Task objective: Look below for the line that has "validated render context.". Set down the lines from there through the line that has "pub fn mirrors(&self)", exactly as written.

Material for this exercise Start Marker

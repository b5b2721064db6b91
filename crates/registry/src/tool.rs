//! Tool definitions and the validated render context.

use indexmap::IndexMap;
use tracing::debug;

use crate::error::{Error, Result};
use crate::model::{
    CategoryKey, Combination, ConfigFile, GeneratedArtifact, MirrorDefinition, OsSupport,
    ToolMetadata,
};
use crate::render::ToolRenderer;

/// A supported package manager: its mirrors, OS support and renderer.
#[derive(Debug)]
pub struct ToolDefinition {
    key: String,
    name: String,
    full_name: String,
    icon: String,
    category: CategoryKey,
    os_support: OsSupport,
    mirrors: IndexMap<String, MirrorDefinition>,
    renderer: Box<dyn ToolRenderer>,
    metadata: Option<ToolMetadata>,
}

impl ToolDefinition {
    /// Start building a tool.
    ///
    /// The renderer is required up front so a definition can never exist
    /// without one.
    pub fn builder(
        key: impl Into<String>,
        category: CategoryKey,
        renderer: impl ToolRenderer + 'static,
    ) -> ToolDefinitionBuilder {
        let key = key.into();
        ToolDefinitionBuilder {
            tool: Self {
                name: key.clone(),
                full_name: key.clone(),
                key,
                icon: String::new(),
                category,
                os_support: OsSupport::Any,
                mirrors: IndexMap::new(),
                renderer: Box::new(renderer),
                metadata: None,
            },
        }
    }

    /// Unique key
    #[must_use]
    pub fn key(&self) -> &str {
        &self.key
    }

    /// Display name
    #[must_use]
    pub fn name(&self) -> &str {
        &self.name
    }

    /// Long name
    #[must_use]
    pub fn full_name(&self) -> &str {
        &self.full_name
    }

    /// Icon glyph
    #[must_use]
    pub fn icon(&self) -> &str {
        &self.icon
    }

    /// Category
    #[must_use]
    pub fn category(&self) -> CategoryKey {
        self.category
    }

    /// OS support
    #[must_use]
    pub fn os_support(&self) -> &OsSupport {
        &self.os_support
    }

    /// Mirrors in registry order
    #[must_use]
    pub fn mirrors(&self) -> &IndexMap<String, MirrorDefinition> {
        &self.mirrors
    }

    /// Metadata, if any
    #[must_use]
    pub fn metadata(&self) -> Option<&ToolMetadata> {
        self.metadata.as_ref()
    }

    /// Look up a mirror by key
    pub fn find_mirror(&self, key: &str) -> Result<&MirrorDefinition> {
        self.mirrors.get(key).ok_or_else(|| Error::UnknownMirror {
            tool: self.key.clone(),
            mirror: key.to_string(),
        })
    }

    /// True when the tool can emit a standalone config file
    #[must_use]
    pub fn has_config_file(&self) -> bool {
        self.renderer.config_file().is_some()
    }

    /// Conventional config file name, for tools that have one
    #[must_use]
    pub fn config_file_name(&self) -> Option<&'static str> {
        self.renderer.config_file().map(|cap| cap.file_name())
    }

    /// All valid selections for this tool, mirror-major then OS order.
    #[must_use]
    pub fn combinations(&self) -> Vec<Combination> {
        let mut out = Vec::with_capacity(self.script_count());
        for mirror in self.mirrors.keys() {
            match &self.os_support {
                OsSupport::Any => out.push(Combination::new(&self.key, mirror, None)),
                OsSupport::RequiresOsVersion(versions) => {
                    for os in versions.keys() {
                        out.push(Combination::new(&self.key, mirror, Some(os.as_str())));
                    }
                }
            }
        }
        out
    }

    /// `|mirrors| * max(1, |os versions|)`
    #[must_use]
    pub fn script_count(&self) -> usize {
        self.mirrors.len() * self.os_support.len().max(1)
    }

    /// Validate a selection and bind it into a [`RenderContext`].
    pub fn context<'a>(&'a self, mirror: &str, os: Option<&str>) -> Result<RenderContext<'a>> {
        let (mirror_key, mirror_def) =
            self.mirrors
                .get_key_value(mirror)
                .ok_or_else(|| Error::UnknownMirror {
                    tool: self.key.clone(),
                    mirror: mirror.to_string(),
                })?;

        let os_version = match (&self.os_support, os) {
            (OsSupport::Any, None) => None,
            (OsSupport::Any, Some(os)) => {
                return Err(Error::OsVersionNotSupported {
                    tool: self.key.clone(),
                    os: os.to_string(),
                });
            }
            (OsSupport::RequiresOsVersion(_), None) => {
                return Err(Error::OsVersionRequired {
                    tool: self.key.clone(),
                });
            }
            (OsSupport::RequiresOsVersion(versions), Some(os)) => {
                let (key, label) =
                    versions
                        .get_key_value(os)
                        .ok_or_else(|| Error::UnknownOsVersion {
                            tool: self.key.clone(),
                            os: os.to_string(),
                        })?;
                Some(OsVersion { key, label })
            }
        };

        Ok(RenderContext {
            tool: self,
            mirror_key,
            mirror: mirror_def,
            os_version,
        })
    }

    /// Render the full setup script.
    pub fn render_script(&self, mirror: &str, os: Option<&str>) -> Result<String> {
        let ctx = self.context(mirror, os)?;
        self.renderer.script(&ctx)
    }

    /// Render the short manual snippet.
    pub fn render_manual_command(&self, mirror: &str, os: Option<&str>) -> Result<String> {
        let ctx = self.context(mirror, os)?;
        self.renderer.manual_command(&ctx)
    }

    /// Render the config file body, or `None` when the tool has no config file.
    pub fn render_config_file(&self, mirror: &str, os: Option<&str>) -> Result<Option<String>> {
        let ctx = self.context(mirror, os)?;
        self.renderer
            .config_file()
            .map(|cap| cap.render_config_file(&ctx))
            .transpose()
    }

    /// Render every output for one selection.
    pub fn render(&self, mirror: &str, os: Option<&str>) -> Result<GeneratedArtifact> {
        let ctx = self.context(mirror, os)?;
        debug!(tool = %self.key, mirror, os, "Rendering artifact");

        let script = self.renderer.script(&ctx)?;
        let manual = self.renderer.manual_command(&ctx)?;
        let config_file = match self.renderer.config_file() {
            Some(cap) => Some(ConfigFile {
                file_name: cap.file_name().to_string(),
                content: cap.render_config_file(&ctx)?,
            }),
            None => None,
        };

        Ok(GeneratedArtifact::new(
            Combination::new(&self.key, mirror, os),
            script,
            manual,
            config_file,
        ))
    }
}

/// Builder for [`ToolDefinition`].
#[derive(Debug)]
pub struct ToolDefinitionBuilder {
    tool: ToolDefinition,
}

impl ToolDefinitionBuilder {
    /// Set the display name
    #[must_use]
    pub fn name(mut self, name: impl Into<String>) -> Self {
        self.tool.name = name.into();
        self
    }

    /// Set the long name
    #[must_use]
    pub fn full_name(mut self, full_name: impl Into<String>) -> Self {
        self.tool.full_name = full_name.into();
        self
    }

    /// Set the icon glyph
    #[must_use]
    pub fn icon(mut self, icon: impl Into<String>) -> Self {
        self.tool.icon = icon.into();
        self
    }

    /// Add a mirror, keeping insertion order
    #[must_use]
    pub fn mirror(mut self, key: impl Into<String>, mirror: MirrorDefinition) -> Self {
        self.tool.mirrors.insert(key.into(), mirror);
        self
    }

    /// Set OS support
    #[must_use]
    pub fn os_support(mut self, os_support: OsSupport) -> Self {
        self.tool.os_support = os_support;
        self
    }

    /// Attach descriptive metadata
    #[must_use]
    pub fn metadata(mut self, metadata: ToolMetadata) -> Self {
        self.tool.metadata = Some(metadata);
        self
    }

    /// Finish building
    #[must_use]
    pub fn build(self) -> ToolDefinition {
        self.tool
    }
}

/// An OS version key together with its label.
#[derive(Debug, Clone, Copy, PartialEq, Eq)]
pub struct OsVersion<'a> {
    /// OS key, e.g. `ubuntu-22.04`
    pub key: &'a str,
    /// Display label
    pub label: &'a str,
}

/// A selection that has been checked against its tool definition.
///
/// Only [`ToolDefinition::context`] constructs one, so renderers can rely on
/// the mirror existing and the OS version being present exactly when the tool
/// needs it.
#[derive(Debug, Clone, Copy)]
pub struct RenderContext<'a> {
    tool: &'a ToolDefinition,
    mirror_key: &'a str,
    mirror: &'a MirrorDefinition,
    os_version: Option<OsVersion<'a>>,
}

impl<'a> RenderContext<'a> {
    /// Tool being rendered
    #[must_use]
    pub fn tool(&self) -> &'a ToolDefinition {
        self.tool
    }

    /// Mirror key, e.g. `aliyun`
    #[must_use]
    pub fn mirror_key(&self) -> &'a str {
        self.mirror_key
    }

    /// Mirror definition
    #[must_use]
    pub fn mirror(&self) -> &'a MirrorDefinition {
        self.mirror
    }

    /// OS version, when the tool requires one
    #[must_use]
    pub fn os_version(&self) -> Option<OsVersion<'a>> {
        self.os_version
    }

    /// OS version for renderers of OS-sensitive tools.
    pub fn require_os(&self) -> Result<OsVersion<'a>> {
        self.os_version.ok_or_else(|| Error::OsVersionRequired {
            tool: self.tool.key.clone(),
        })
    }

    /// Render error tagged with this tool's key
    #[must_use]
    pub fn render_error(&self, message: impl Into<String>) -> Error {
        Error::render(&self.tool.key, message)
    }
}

Material for this exercise End Marker

Finished task:
//! Tool definitions and the validated render context.

use indexmap::IndexMap;
use tracing::debug;

use crate::error::{Error, Result};
use crate::model::{
    CategoryKey, Combination, ConfigFile, GeneratedArtifact, MirrorDefinition, OsSupport,
    ToolMetadata,
};
use crate::render::ToolRenderer;

/// A supported package manager: its mirrors, OS support and renderer.
#[derive(Debug)]
pub struct ToolDefinition {
    key: String,
    name: String,
    full_name: String,
    icon: String,
    category: CategoryKey,
    os_support: OsSupport,
    mirrors: IndexMap<String, MirrorDefinition>,
    renderer: Box<dyn ToolRenderer>,
    metadata: Option<ToolMetadata>,
}

impl ToolDefinition {
    /// Start building a tool.
    ///
    /// The renderer is required up front so a definition can never exist
    /// without one.
    pub fn builder(
        key: impl Into<String>,
        category: CategoryKey,
        renderer: impl ToolRenderer + 'static,
    ) -> ToolDefinitionBuilder {
        let key = key.into();
        ToolDefinitionBuilder {
            tool: Self {
                name: key.clone(),
                full_name: key.clone(),
                key,
                icon: String::new(),
                category,
                os_support: OsSupport::Any,
                mirrors: IndexMap::new(),
                renderer: Box::new(renderer),
                metadata: None,
            },
        }
    }

    /// Unique key
    #[must_use]
    pub fn key(&self) -> &str {
        &self.key
    }

    /// Display name
    #[must_use]
    pub fn name(&self) -> &str {
        &self.name
    }

    /// Long name
    #[must_use]
    pub fn full_name(&self) -> &str {
        &self.full_name
    }

    /// Icon glyph
    #[must_use]
    pub fn icon(&self) -> &str {
        &self.icon
    }

    /// Category
    #[must_use]
    pub fn category(&self) -> CategoryKey {
        self.category
    }

    /// OS support
    #[must_use]
    pub fn os_support(&self) -> &OsSupport {
        &self.os_support
    }

    /// Mirrors in registry order
    #[must_use]
    pub fn mirrors(&self) -> &IndexMap<String, MirrorDefinition> {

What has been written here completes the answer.